How to complete this task: When you find the word "struct" in a line of the entries, please copy the whole line.

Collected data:
=== Section Start ===
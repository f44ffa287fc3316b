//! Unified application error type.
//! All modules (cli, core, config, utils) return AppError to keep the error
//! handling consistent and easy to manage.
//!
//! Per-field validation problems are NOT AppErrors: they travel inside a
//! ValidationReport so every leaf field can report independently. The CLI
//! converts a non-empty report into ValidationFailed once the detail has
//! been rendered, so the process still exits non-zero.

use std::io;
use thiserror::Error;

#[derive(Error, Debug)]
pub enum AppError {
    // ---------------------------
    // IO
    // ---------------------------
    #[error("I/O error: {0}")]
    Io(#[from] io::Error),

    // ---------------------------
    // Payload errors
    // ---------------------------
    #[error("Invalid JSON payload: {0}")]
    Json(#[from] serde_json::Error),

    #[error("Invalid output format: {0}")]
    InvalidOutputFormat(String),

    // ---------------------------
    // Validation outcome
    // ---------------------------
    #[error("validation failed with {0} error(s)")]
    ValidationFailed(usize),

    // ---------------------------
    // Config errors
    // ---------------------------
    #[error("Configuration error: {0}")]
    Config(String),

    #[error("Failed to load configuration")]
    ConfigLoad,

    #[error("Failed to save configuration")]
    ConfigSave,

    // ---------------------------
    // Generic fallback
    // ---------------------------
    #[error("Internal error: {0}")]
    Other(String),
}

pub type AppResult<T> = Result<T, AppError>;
=== Section End ===
=== Section Start ===
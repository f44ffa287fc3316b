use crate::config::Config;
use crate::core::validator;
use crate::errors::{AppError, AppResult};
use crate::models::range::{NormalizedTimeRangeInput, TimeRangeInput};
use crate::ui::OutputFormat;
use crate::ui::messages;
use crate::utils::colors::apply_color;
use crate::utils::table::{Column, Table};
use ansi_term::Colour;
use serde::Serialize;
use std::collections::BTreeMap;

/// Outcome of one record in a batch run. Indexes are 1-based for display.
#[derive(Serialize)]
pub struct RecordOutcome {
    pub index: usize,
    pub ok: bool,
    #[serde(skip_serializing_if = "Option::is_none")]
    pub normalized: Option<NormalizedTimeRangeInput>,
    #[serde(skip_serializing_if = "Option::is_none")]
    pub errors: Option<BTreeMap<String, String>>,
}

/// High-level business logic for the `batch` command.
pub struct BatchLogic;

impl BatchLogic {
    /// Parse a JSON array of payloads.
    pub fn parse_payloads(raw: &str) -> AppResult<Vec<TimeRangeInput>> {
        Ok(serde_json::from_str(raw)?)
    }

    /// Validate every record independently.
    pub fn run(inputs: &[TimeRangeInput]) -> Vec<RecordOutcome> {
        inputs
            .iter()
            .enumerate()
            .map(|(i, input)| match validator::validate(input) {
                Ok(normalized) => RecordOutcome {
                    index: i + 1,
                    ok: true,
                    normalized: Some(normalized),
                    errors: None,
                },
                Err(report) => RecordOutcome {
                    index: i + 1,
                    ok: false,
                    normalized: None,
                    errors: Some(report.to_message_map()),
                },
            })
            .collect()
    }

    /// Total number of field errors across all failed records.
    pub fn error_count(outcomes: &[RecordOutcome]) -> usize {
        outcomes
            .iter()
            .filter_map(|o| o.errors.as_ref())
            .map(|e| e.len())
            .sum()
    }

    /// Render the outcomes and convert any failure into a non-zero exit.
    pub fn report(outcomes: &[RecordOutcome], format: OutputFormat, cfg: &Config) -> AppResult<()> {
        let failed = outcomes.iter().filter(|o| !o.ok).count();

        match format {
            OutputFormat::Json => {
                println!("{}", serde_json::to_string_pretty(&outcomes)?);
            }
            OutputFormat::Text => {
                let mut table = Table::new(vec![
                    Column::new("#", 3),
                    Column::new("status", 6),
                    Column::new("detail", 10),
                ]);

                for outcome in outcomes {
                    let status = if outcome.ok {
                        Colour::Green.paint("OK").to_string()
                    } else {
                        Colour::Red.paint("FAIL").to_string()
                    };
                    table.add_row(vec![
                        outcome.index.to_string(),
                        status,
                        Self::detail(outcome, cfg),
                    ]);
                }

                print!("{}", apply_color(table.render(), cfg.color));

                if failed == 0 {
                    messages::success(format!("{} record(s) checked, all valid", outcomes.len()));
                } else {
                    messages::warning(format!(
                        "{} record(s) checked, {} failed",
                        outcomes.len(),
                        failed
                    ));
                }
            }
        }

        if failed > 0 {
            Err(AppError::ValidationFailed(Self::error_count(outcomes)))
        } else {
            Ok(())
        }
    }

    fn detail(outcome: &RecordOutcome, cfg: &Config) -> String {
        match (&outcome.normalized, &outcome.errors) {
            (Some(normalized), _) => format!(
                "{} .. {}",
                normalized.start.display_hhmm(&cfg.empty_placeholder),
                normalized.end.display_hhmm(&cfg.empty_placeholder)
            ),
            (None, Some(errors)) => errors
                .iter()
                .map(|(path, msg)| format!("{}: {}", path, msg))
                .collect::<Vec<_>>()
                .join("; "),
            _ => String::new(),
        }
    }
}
=== Section End ===
Output:
pub struct RecordOutcome {
pub struct BatchLogic;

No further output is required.